> Extracted records:
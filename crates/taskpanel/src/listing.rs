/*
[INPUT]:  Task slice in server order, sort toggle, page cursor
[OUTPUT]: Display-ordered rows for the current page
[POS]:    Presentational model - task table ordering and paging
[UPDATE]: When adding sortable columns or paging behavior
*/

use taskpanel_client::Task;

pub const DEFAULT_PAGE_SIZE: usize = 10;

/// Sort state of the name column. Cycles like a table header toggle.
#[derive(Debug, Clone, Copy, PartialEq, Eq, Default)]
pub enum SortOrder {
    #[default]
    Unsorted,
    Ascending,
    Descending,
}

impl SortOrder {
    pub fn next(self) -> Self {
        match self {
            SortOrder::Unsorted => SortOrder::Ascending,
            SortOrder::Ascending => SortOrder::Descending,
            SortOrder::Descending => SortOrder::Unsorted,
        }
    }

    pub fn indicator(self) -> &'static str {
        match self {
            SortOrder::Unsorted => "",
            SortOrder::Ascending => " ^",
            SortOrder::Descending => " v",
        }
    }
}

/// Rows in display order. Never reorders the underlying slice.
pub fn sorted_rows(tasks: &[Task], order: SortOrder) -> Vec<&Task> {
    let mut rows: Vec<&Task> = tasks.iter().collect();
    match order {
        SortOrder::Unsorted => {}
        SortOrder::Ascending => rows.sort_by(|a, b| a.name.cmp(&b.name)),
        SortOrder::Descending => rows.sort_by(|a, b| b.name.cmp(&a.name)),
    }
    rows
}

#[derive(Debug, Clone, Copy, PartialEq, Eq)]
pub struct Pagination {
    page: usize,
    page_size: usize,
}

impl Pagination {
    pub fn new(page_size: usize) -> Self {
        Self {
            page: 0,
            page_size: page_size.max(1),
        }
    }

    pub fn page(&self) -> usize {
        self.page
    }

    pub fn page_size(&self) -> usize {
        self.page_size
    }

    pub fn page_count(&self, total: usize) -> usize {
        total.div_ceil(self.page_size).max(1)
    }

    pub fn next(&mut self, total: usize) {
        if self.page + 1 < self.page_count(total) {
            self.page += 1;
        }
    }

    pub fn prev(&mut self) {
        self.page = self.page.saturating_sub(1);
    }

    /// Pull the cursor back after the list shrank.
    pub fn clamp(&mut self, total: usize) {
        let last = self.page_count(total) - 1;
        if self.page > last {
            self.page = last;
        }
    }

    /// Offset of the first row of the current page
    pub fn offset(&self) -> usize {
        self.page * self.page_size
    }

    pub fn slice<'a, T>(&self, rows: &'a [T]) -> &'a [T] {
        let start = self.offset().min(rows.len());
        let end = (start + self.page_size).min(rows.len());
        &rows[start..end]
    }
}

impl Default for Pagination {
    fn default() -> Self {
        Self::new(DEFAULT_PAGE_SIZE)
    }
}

> Exercise instructions: Determine how many lines of the listing contain the string "cursor", and give only the number.

> Exercise solution: 2